The highly secretive Vatican has long been a treasure trove of mysteries and conspiracies. Locked away from the world and only seen by a very few, the inner sanctum of this place has spawned all manner of weird stories, including long lost texts, Illuminati secrets, covert information on all manner of unsolved mysteries, and even stories of biblical artifacts or even aliens and UFOs buried within the archives here. One very odd and pervasive story is that the Vatican once held, or perhaps still does, a sort of device for time travel, and it is a rather wild tale to be sure.
The bizarre story begins in the early 1960s, when a Father François Brune was on a boat ride across the Grand Canal in Venice when he by chance made the acquaintance of a physicist and priest named Father Pellegrino Ernetti, and the two began a deep discussion on religion and biblical interpretations based on their mutual knowledge of theology and love of science. As they were both scientists, at some point in the conversation the topic turned to science, with Ernetti suggesting that science could be useful for concretely proving certain biblical interpretations. When this got a raised eyebrow from Brune, Eretti then brought him aside and admitted that not only was it possible, but that it had been done, that there existed a time machine of sorts that could look through the mists of time to witness events long since passed. From that moment on the two shared frequent correspondence, during which Ernetti would weave a tale of the alleged machine, that was at once fascinating, mysterious, and completely bonkers.
Ernetti called it the Chronovisor, and according to him it had been invented in the 1950s by a dedicated and secret cabal of twelve renowned scientists commissioned by the Vatican for the purpose of creating a device that would allow the world’s greatest biblical mysteries to be observed and proven. Some of the names Ernetti dropped among those responsible for the machine’s creation were himself, the German-born American aerospace engineer, space architect, and eventual NASA rocket scientist Wernher von Braun, and the great physicist Enrico Fermi, who had won the Nobel Prize in physics in 1938 for proving new radioactive elements produced by neutron irradiation. The machine itself was described as being a large cabinet containing an array of cathodes, dials, levers and several antennae containing rare, precious alloys, with a large cathode ray tube on its front that made it look like some sort of bizarre TV set. In a way, that’s exactly what it was, as rather than physically bringing time travelers back to the past, the Chronovisor rather allowed the viewer to look back into history and see and hear events that had taken place hundreds or even thousands of years ago.

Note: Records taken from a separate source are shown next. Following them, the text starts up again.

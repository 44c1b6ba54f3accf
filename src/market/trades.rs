//! Trade log for executed public trades
//!
//! Bounded history (oldest evicted first) with a per-market monotonic trade
//! sequence assigned on insertion.

use std::collections::VecDeque;

use rust_decimal::Decimal;
use serde::{Deserialize, Serialize};

use crate::book::Side;
use crate::numeric::normalize;

/// A public trade as reported by the exchange.
#[derive(Debug, Clone, PartialEq, Eq, Serialize, Deserialize)]
pub struct Trade {
    /// Exchange-issued trade identifier, if any.
    pub trade_id: Option<String>,
    /// Monotonic per-market sequence, assigned by the [`TradeLog`].
    pub sequence: u64,
    /// Execution time in Unix milliseconds.
    pub timestamp: i64,
    pub price: Decimal,
    /// Signed amount: positive when the buyer was the taker.
    pub amount: Decimal,
}

impl Trade {
    pub fn new(trade_id: Option<String>, timestamp: i64, price: Decimal, amount: Decimal) -> Self {
        Self {
            trade_id,
            sequence: 0,
            timestamp,
            price: normalize(price),
            amount: normalize(amount),
        }
    }

    /// Side of the taker: `Bid` for a buyer-initiated trade.
    pub fn taker_side(&self) -> Side {
        if self.amount >= Decimal::ZERO {
            Side::Bid
        } else {
            Side::Ask
        }
    }

    /// Trade value (price × |amount|).
    pub fn value(&self) -> Decimal {
        self.price * self.amount.abs()
    }
}

/// Bounded trade history for one market.
#[derive(Debug, Clone)]
pub struct TradeLog {
    sequence_counter: u64,
    history: VecDeque<Trade>,
    max_history: usize,
}

impl TradeLog {
    pub fn new(max_history: usize) -> Self {
        Self {
            sequence_counter: 0,
            history: VecDeque::with_capacity(max_history.min(1024)),
            max_history,
        }
    }

    /// Append a trade, assigning its sequence. Returns the stored trade.
    pub fn record(&mut self, mut trade: Trade) -> &Trade {
        self.sequence_counter += 1;
        trade.sequence = self.sequence_counter;

        if self.history.len() >= self.max_history {
            self.history.pop_front();
        }
        self.history.push_back(trade);
        &self.history[self.history.len() - 1]
    }

    /// Most recent trades, newest first.
    pub fn recent(&self, limit: usize) -> Vec<Trade> {
        self.history.iter().rev().take(limit).cloned().collect()
    }

    /// All retained trades, oldest first.
    pub fn all(&self) -> Vec<Trade> {
        self.history.iter().cloned().collect()
    }

    pub fn last(&self) -> Option<&Trade> {
        self.history.back()
    }

    pub fn len(&self) -> usize {
        self.history.len()
    }

    pub fn is_empty(&self) -> bool {
        self.history.is_empty()
    }

    pub fn current_sequence(&self) -> u64 {
        self.sequence_counter
    }

    /// Drop all trades. The sequence keeps counting.
    pub fn clear(&mut self) {
        self.history.clear();
    }
}

#[cfg(test)]
mod tests {
    use super::*;

    fn trade(id: &str, amount: i64) -> Trade {
        Trade::new(
            Some(id.to_string()),
            1708123456789,
            Decimal::from(50000),
            Decimal::from(amount),
        )
    }

    #[test]
    fn test_record_assigns_sequence() {
        let mut log = TradeLog::new(10);
        assert_eq!(log.record(trade("a", 1)).sequence, 1);
        assert_eq!(log.record(trade("b", -1)).sequence, 2);
        assert_eq!(log.current_sequence(), 2);
    }

    #[test]
    fn test_eviction_keeps_newest() {
        let mut log = TradeLog::new(3);
        for i in 0..5 {
            log.record(trade(&i.to_string(), 1));
        }
        assert_eq!(log.len(), 3);
        let ids: Vec<_> = log.all().into_iter().map(|t| t.trade_id.unwrap()).collect();
        assert_eq!(ids, vec!["2", "3", "4"]);
    }

    #[test]
    fn test_recent_newest_first() {
        let mut log = TradeLog::new(10);
        log.record(trade("a", 1));
        log.record(trade("b", 1));
        log.record(trade("c", 1));
        let recent = log.recent(2);
        assert_eq!(recent[0].trade_id.as_deref(), Some("c"));
        assert_eq!(recent[1].trade_id.as_deref(), Some("b"));
    }

    #[test]
    fn test_clear_keeps_sequence() {
        let mut log = TradeLog::new(10);
        log.record(trade("a", 1));
        log.clear();
        assert!(log.is_empty());
        assert_eq!(log.record(trade("b", 1)).sequence, 2);
    }

    #[test]
    fn test_taker_side_and_value() {
        let buy = trade("a", 2);
        let sell = trade("b", -2);
        assert_eq!(buy.taker_side(), Side::Bid);
        assert_eq!(sell.taker_side(), Side::Ask);
        assert_eq!(sell.value(), Decimal::from(100000));
    }
}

Ernetti was quite specific about how all of it worked, even drawing up diagrams of what it looked like and how it functioned. According to him, it worked by picking up the electromagnetic radiation left behind from past events and then decoding that to produce an image of the event, complete with accompanying audio. Ernetti explained that everything that happened left behind these radiation signatures, like echoes from the past just bouncing around space and time, and that the Chronovisor merely translated these to reproduce them on a screen. All one had to do was to use a special instrument panel to select a date and location that one wanted to see, and after a few moments of translating the radiation signature the event would play out like a movie on the screen. Ernetti claimed that he had personally watched many scenes from history on the enigmatic device, including a speech given by Napoleon Bonapart, scenes from ancient Rome such as Marcus Tullius Cicero’s speech to the Roman senate in 63 B.C. and a performance of the Roman poet Quintus Ennius’s lost play Thyestes, as well as biblical events including the destruction of Sodom and Gomorrah, the Last Supper, and even the crucifixion of Jesus Christ, among others, which he said proved they happened for real. As proof, Ernetti even produced an image that he claimed was an actual photo taken from the screen of Jesus Christ, as well as a copy of Thyestes that he claimed to have transcribed word for word.

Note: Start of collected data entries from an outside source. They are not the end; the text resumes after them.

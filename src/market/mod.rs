//! Per-market aggregate: bid and ask books, trade log, listener fan-out
//!
//! Every mutation on one [`Market`] is linearized by a single exclusive lock.
//! Listener callbacks fire inside that lock, in registration order, so each
//! listener observes the state produced by exactly the update it is told
//! about.
//!
//! A poisoned lock (a listener panicked mid-callback) abandons the current
//! operation without notifying anyone; the poison is cleared so later
//! operations proceed normally.

pub mod listener;
pub mod trades;

use std::fmt;
use std::sync::{Arc, Mutex, MutexGuard};

use rust_decimal::Decimal;
use serde::{Deserialize, Serialize};
use tracing::{debug, warn};

use crate::book::{Book, BookChange, Order, Side};
use crate::config::{MarketConfig, SnapshotConfig};
use crate::error::{AggregatorError, MarketError};
use crate::snapshot::{now_ms, MarketSnapshot};

pub use listener::{OrderBookListener, TradeListener};
pub use trades::{Trade, TradeLog};

use listener::ListenerSet;

/// Traded currency pair, both legs non-empty and uppercased.
#[derive(Debug, Clone, PartialEq, Eq, Hash, PartialOrd, Ord, Serialize, Deserialize)]
pub struct CurrencyPair {
    base: String,
    quote: String,
}

impl CurrencyPair {
    pub fn new(base: &str, quote: &str) -> Result<Self, MarketError> {
        let base = base.trim();
        let quote = quote.trim();
        if base.is_empty() {
            return Err(MarketError::EmptyCurrency { field: "base" });
        }
        if quote.is_empty() {
            return Err(MarketError::EmptyCurrency { field: "quote" });
        }
        Ok(Self {
            base: base.to_uppercase(),
            quote: quote.to_uppercase(),
        })
    }

    pub fn base(&self) -> &str {
        &self.base
    }

    pub fn quote(&self) -> &str {
        &self.quote
    }
}

impl fmt::Display for CurrencyPair {
    fn fmt(&self, f: &mut fmt::Formatter<'_>) -> fmt::Result {
        write!(f, "{}/{}", self.base, self.quote)
    }
}

/// The state guarded by a market's lock.
#[derive(Debug, Clone)]
pub struct MarketData {
    pair: CurrencyPair,
    bids: Book,
    asks: Book,
    trades: TradeLog,
    /// Count of applied mutations.
    sequence: u64,
}

impl MarketData {
    fn new(pair: CurrencyPair, max_trades: usize) -> Self {
        Self {
            pair,
            bids: Book::new(Side::Bid),
            asks: Book::new(Side::Ask),
            trades: TradeLog::new(max_trades),
            sequence: 0,
        }
    }

    pub fn pair(&self) -> &CurrencyPair {
        &self.pair
    }

    pub fn bids(&self) -> &Book {
        &self.bids
    }

    pub fn asks(&self) -> &Book {
        &self.asks
    }

    pub fn book(&self, side: Side) -> &Book {
        match side {
            Side::Bid => &self.bids,
            Side::Ask => &self.asks,
        }
    }

    fn book_mut(&mut self, side: Side) -> &mut Book {
        match side {
            Side::Bid => &mut self.bids,
            Side::Ask => &mut self.asks,
        }
    }

    pub fn trades(&self) -> &TradeLog {
        &self.trades
    }

    pub fn sequence(&self) -> u64 {
        self.sequence
    }

    pub fn best_bid(&self) -> Option<&Order> {
        self.bids.best()
    }

    pub fn best_ask(&self) -> Option<&Order> {
        self.asks.best()
    }

    /// Best ask minus best bid.
    pub fn spread(&self) -> Option<Decimal> {
        match (self.best_bid(), self.best_ask()) {
            (Some(bid), Some(ask)) => Some(ask.price - bid.price),
            _ => None,
        }
    }

    /// Average of best bid and best ask.
    pub fn mid_price(&self) -> Option<Decimal> {
        match (self.best_bid(), self.best_ask()) {
            (Some(bid), Some(ask)) => Some((bid.price + ask.price) / Decimal::from(2)),
            _ => None,
        }
    }
}

struct MarketState {
    data: MarketData,
    book_listeners: ListenerSet<dyn OrderBookListener>,
    trade_listeners: ListenerSet<dyn TradeListener>,
}

/// One traded pair's books, trades and listeners behind a single lock.
pub struct Market {
    pair: CurrencyPair,
    state: Mutex<MarketState>,
}

impl fmt::Debug for Market {
    fn fmt(&self, f: &mut fmt::Formatter<'_>) -> fmt::Result {
        f.debug_struct("Market").field("pair", &self.pair).finish()
    }
}

impl Market {
    pub fn new(base: &str, quote: &str) -> Result<Self, MarketError> {
        let pair = CurrencyPair::new(base, quote)?;
        Ok(Self::from_pair(pair, MarketConfig::default()))
    }

    pub fn with_config(base: &str, quote: &str, config: MarketConfig) -> Result<Self, AggregatorError> {
        config.validate()?;
        let pair = CurrencyPair::new(base, quote)?;
        Ok(Self::from_pair(pair, config))
    }

    pub(crate) fn from_pair(pair: CurrencyPair, config: MarketConfig) -> Self {
        Self {
            state: Mutex::new(MarketState {
                data: MarketData::new(pair.clone(), config.max_trades),
                book_listeners: ListenerSet::new(),
                trade_listeners: ListenerSet::new(),
            }),
            pair,
        }
    }

    pub fn pair(&self) -> &CurrencyPair {
        &self.pair
    }

    pub fn add_bid(&self, price: Decimal, amount: Decimal, count: Option<u32>) -> Option<BookChange> {
        self.add_order(Side::Bid, Order::new(price, amount, count))
    }

    pub fn add_ask(&self, price: Decimal, amount: Decimal, count: Option<u32>) -> Option<BookChange> {
        self.add_order(Side::Ask, Order::new(price, amount, count))
    }

    /// Apply `order` to one side and notify listeners.
    ///
    /// Returns `None` if the operation was abandoned on a poisoned lock.
    pub fn add_order(&self, side: Side, order: Order) -> Option<BookChange> {
        let mut guard = self.lock("add_order")?;
        let state = &mut *guard;

        let change = state.data.book_mut(side).add(order);
        if change != BookChange::Ignored {
            state.data.sequence += 1;
        }
        debug!(market = %self.pair, side = ?side, change = ?change, "Applied order");

        let data = &state.data;
        for listener in state.book_listeners.iter() {
            match &change {
                BookChange::Added(order) => listener.on_order_added(data, side, order),
                BookChange::Updated(order) => listener.on_order_updated(data, side, order),
                BookChange::Removed(price) => listener.on_order_removed(data, side, *price),
                BookChange::Ignored => {}
            }
        }
        Some(change)
    }

    pub fn remove_bid(&self, price: Decimal) {
        self.remove_order(Side::Bid, price);
    }

    pub fn remove_ask(&self, price: Decimal) {
        self.remove_order(Side::Ask, price);
    }

    /// Delete a level. Listeners are told about the removal even if the
    /// level was already gone.
    pub fn remove_order(&self, side: Side, price: Decimal) {
        let Some(mut guard) = self.lock("remove_order") else {
            return;
        };
        let state = &mut *guard;

        let price = crate::numeric::normalize(price);
        if state.data.book_mut(side).remove(&price).is_some() {
            state.data.sequence += 1;
        }
        debug!(market = %self.pair, side = ?side, price = %price, "Removed level");

        for listener in state.book_listeners.iter() {
            listener.on_order_removed(&state.data, side, price);
        }
    }

    /// Append a trade and notify trade listeners.
    pub fn add_trade(&self, trade: Trade) {
        let Some(mut guard) = self.lock("add_trade") else {
            return;
        };
        let state = &mut *guard;

        state.data.sequence += 1;
        let trade = state.data.trades.record(trade).clone();
        debug!(market = %self.pair, sequence = trade.sequence, price = %trade.price, amount = %trade.amount, "Recorded trade");

        for listener in state.trade_listeners.iter() {
            listener.on_trade_added(&state.data, &trade);
        }
    }

    /// Drop all price levels on both sides.
    pub fn clear_order_book(&self) {
        if let Some(mut state) = self.lock("clear_order_book") {
            state.data.bids.clear();
            state.data.asks.clear();
            state.data.sequence += 1;
            debug!(market = %self.pair, "Cleared order book");
        }
    }

    pub fn clear_trades(&self) {
        if let Some(mut state) = self.lock("clear_trades") {
            state.data.trades.clear();
            state.data.sequence += 1;
            debug!(market = %self.pair, "Cleared trades");
        }
    }

    /// Drop levels and trades in one critical section.
    pub fn clear_data(&self) {
        if let Some(mut state) = self.lock("clear_data") {
            state.data.bids.clear();
            state.data.asks.clear();
            state.data.trades.clear();
            state.data.sequence += 1;
            debug!(market = %self.pair, "Cleared market data");
        }
    }

    pub fn best_bid(&self) -> Option<Order> {
        self.with_data(|data| data.best_bid().cloned()).flatten()
    }

    pub fn best_ask(&self) -> Option<Order> {
        self.with_data(|data| data.best_ask().cloned()).flatten()
    }

    pub fn spread(&self) -> Option<Decimal> {
        self.with_data(MarketData::spread).flatten()
    }

    pub fn mid_price(&self) -> Option<Decimal> {
        self.with_data(MarketData::mid_price).flatten()
    }

    pub fn bid_depth(&self) -> usize {
        self.with_data(|data| data.bids.size()).unwrap_or(0)
    }

    pub fn ask_depth(&self) -> usize {
        self.with_data(|data| data.asks.size()).unwrap_or(0)
    }

    /// Most recent trades, newest first.
    pub fn recent_trades(&self, limit: usize) -> Vec<Trade> {
        self.with_data(|data| data.trades.recent(limit)).unwrap_or_default()
    }

    /// Consistent readout of this market, shaped by `config`.
    ///
    /// Carries version 0: ad-hoc snapshots sit outside any
    /// [`SnapshotBuilder`](crate::snapshot::SnapshotBuilder) sequence.
    pub fn snapshot(&self, config: &SnapshotConfig) -> Option<MarketSnapshot> {
        self.with_data(|data| MarketSnapshot::capture(data, config.depth, config.max_trades, 0, now_ms()))
    }

    /// Run `f` against the locked state for a consistent multi-field read.
    pub fn with_data<R>(&self, f: impl FnOnce(&MarketData) -> R) -> Option<R> {
        let state = self.lock("with_data")?;
        Some(f(&state.data))
    }

    pub fn add_order_book_listener(&self, listener: Arc<dyn OrderBookListener>) -> bool {
        self.lock("add_order_book_listener")
            .is_some_and(|mut state| state.book_listeners.add(listener))
    }

    pub fn remove_order_book_listener(&self, listener: &Arc<dyn OrderBookListener>) -> bool {
        self.lock("remove_order_book_listener")
            .is_some_and(|mut state| state.book_listeners.remove(listener))
    }

    pub fn add_trade_listener(&self, listener: Arc<dyn TradeListener>) -> bool {
        self.lock("add_trade_listener")
            .is_some_and(|mut state| state.trade_listeners.add(listener))
    }

    pub fn remove_trade_listener(&self, listener: &Arc<dyn TradeListener>) -> bool {
        self.lock("remove_trade_listener")
            .is_some_and(|mut state| state.trade_listeners.remove(listener))
    }

    pub fn listener_counts(&self) -> (usize, usize) {
        self.lock("listener_counts")
            .map(|state| (state.book_listeners.len(), state.trade_listeners.len()))
            .unwrap_or((0, 0))
    }

    fn lock(&self, op: &'static str) -> Option<MutexGuard<'_, MarketState>> {
        match self.state.lock() {
            Ok(guard) => Some(guard),
            Err(poisoned) => {
                drop(poisoned);
                self.state.clear_poison();
                warn!(market = %self.pair, op, "Market lock poisoned; operation abandoned");
                None
            }
        }
    }
}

Ernetti claimed that the machine had been locked away by the Vatican and that he had been sworn to keep the whole project secret, Brune being the first one he had mentioned it to. Indeed, he said that Pope Pius XII had ultimately deemed the Chronovisor to be too dangerous for mankind, forbidding anyone from speaking of it, hiding it away, and even threatening to excommunicate anyone who tried to use it again, before eventually having it dismantled altogether. Despite all of this secrecy, the story would somehow leak and get out into the wild with an article in a May, 1972 issue of the Italian magazine La Domenica del Corriere, complete with the sensational headline “A Machine That Photographs the Past Has Finally Been Invented,” and even the alleged photo of Jesus Christ’s crucifixion, supposedly mailed in by an anonymous party. After this, the story heavily made the rounds all over Italy, appearing in numerous sensational and often trashy headlines.

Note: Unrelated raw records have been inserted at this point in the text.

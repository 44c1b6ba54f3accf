//! Point-in-time snapshots of markets and exchanges
//!
//! Each market is read under its own lock, so a market snapshot is
//! self-consistent; an exchange snapshot is a sequence of such reads with
//! no ordering guarantee across markets. Snapshots are versioned and carry
//! a SHA-256 checksum of their levels for integrity checks downstream.

use std::sync::Arc;
use std::time::{SystemTime, UNIX_EPOCH};

use serde::{Deserialize, Serialize};
use sha2::{Digest, Sha256};
use tokio::task::JoinHandle;
use tracing::{debug, info, warn};

use crate::book::Order;
use crate::config::SnapshotConfig;
use crate::error::AggregatorError;
use crate::exchange::Exchange;
use crate::market::{CurrencyPair, Market, MarketData, Trade};

/// A versioned, checksummed readout of one market.
#[derive(Debug, Clone, PartialEq, Eq, Serialize, Deserialize)]
pub struct MarketSnapshot {
    pub version: u64,
    pub pair: CurrencyPair,
    /// Best first (descending price).
    pub bids: Vec<Order>,
    /// Best first (ascending price).
    pub asks: Vec<Order>,
    /// Most recent trades, newest first.
    pub trades: Vec<Trade>,
    /// Market mutation sequence at capture time.
    pub last_sequence: u64,
    /// Unix milliseconds.
    pub timestamp: i64,
    pub checksum: String,
}

impl MarketSnapshot {
    pub fn capture(data: &MarketData, depth: Option<usize>, max_trades: usize, version: u64, timestamp: i64) -> Self {
        let bids = data.bids().levels(depth);
        let asks = data.asks().levels(depth);
        let last_sequence = data.sequence();
        let checksum = compute_checksum(&bids, &asks, last_sequence);

        Self {
            version,
            pair: data.pair().clone(),
            bids,
            asks,
            trades: data.trades().recent(max_trades),
            last_sequence,
            timestamp,
            checksum,
        }
    }

    /// True if the checksum matches the levels and sequence.
    pub fn verify_integrity(&self) -> bool {
        self.checksum == compute_checksum(&self.bids, &self.asks, self.last_sequence)
    }

    pub fn to_json(&self) -> Result<String, serde_json::Error> {
        serde_json::to_string(self)
    }
}

/// Snapshots of every market on one exchange, in pair order.
#[derive(Debug, Clone, PartialEq, Eq, Serialize, Deserialize)]
pub struct ExchangeSnapshot {
    pub version: u64,
    pub exchange: String,
    pub markets: Vec<MarketSnapshot>,
    pub timestamp: i64,
}

impl ExchangeSnapshot {
    pub fn market(&self, pair: &CurrencyPair) -> Option<&MarketSnapshot> {
        self.markets.iter().find(|m| &m.pair == pair)
    }

    pub fn verify_integrity(&self) -> bool {
        self.markets.iter().all(MarketSnapshot::verify_integrity)
    }
}

/// What a [`SnapshotListener`] receives.
#[derive(Debug, Clone, PartialEq, Eq, Serialize, Deserialize)]
#[serde(tag = "kind", rename_all = "lowercase")]
pub enum Snapshot {
    Exchange(ExchangeSnapshot),
    Market(MarketSnapshot),
}

impl Snapshot {
    pub fn version(&self) -> u64 {
        match self {
            Snapshot::Exchange(s) => s.version,
            Snapshot::Market(s) => s.version,
        }
    }

    pub fn verify_integrity(&self) -> bool {
        match self {
            Snapshot::Exchange(s) => s.verify_integrity(),
            Snapshot::Market(s) => s.verify_integrity(),
        }
    }

    pub fn to_json(&self) -> Result<String, serde_json::Error> {
        serde_json::to_string(self)
    }
}

/// What gets snapshotted.
#[derive(Debug, Clone)]
pub enum SnapshotSource {
    Exchange(Arc<Exchange>),
    Market(Arc<Market>),
}

/// Receives periodic snapshots on the timer task. Must return quickly.
pub trait SnapshotListener: Send + Sync {
    fn on_snapshot(&self, snapshot: &Snapshot);
}

/// Builds versioned snapshots from a source.
#[derive(Debug)]
pub struct SnapshotBuilder {
    version_counter: u64,
    depth: Option<usize>,
    max_trades: usize,
}

impl SnapshotBuilder {
    pub fn new(config: &SnapshotConfig) -> Self {
        Self {
            version_counter: 0,
            depth: config.depth,
            max_trades: config.max_trades,
        }
    }

    /// `None` if a market read was abandoned on a poisoned lock.
    pub fn build_market(&mut self, market: &Market, timestamp: i64) -> Option<MarketSnapshot> {
        let version = self.version_counter + 1;
        let snapshot = market.with_data(|data| MarketSnapshot::capture(data, self.depth, self.max_trades, version, timestamp))?;
        self.version_counter = version;
        Some(snapshot)
    }

    /// Markets whose read was abandoned are left out.
    pub fn build_exchange(&mut self, exchange: &Exchange, timestamp: i64) -> ExchangeSnapshot {
        self.version_counter += 1;
        let version = self.version_counter;
        let markets = exchange
            .markets()
            .iter()
            .filter_map(|market| {
                market.with_data(|data| MarketSnapshot::capture(data, self.depth, self.max_trades, version, timestamp))
            })
            .collect();

        ExchangeSnapshot {
            version,
            exchange: exchange.name().to_string(),
            markets,
            timestamp,
        }
    }

    pub fn build(&mut self, source: &SnapshotSource, timestamp: i64) -> Option<Snapshot> {
        match source {
            SnapshotSource::Exchange(exchange) => Some(Snapshot::Exchange(self.build_exchange(exchange, timestamp))),
            SnapshotSource::Market(market) => self.build_market(market, timestamp).map(Snapshot::Market),
        }
    }

    pub fn current_version(&self) -> u64 {
        self.version_counter
    }
}

/// Periodic snapshot timer. Stops on [`stop`](Self::stop) or drop.
#[derive(Debug)]
pub struct SnapshotGenerator {
    task: JoinHandle<()>,
}

impl SnapshotGenerator {
    /// Start pushing snapshots of `source` to `listener` every period.
    ///
    /// Must be called from within a tokio runtime.
    pub fn spawn(
        source: SnapshotSource,
        listener: Arc<dyn SnapshotListener>,
        config: SnapshotConfig,
    ) -> Result<Self, AggregatorError> {
        config.validate()?;
        let runtime = tokio::runtime::Handle::try_current()
            .map_err(|_| crate::error::ConfigError::NoRuntime)?;

        let period = config.period();
        let mut builder = SnapshotBuilder::new(&config);
        info!(period_ms = config.period_ms, depth = ?config.depth, "Snapshot generator started");

        let task = runtime.spawn(async move {
            let mut interval = tokio::time::interval(period);
            // the first tick completes immediately
            interval.tick().await;
            loop {
                interval.tick().await;
                match builder.build(&source, now_ms()) {
                    Some(snapshot) => {
                        debug!(version = snapshot.version(), "Snapshot built");
                        listener.on_snapshot(&snapshot);
                    }
                    None => warn!("Snapshot skipped; market read abandoned"),
                }
            }
        });

        Ok(Self { task })
    }

    pub fn stop(&self) {
        self.task.abort();
    }

    pub fn is_stopped(&self) -> bool {
        self.task.is_finished()
    }
}

impl Drop for SnapshotGenerator {
    fn drop(&mut self) {
        self.task.abort();
    }
}

/// SHA-256 over best-first levels and the sequence.
pub fn compute_checksum(bids: &[Order], asks: &[Order], sequence: u64) -> String {
    let mut hasher = Sha256::new();

    for side in [bids, asks] {
        for level in side {
            hasher.update(level.price.to_string().as_bytes());
            hasher.update(b":");
            hasher.update(level.amount.to_string().as_bytes());
            hasher.update(b":");
            match level.count {
                Some(count) => hasher.update(count.to_string().as_bytes()),
                None => hasher.update(b"-"),
            }
            hasher.update(b"|");
        }
        hasher.update(b"---");
    }

    hasher.update(sequence.to_le_bytes());
    format!("{:x}", hasher.finalize())
}

pub(crate) fn now_ms() -> i64 {
    SystemTime::now()
        .duration_since(UNIX_EPOCH)
        .map(|d| d.as_millis() as i64)
        .unwrap_or(0)
}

Even as this stirred a great deal of awe, wonder, and debate, it also drew a large amount of skepticism as well. It was pointed out that the photo of Jesus was quite obviously fake, and that the play Thyestes was riddled with Latin errors that suggested that it was not as old as he claimed and that Ernetti had probably written it himself. It was also fairly suspicious that the machine was nearly exactly the same as a device featured in the science fiction novella, E for Effort, by T.L. Sherred, which was published in 1947. Further adding to all of this is that Ernetti never provided any complete instructions for how the machine was made, nor did he ever go into any particularly great detail on the finer points of how it worked, with most of his explanations remaining very technical-sounding, yet ultimately vague and not very useful. There was also the fact that Von Braun never made mention of such a device, and Fermi had died in 1954 before the story ever came out, making it impossible to corroborate their involvement in it all. There just isn’t any concrete evidence such a device ever existed.
Despite all of this, Ernetti continued to insist that the Chronovisor was real, even penning an open letter stating as much shortly before his death in 1994. There would later be a relative of Ernetti’s who claimed that he had made a deathbed confession that it he had indeed faked the play and photograph, and that Fermi had never been involved, but he curiously continued to insist that the machine was real. Brune would dismiss this as either a false claim or a false confession coerced by the Vatican or other authorities. After all, why would such a respected scientist and priest make up such a story and keep it up for decades, only to recant it all at the last minute? It certainly is odd. For his part, Brune would write a book on it all in 2002, entitled Le Nouveau Mystère du Vatican, and would continue to insist that the Chronovisor was real all the way up to his own death in 2019. The story has gone on to become a popular topic for conspiracies, with all manner of debate on what was going on here and plenty of claims that the device is not only actually real, but may even still be locked away in the Vatican. Considering the Vatican’s long history of complete secrecy, it is not hard to imagine. Is there anything to this at all, or is just some long-running hoax, perpetrated by Ernetti or even Brune? The safe bet is that this is an elaborate urban legend of sorts, but who knows? Whatever the case may be, it is a wild story that only adds to the mystique and conspiracies orbiting the Vatican.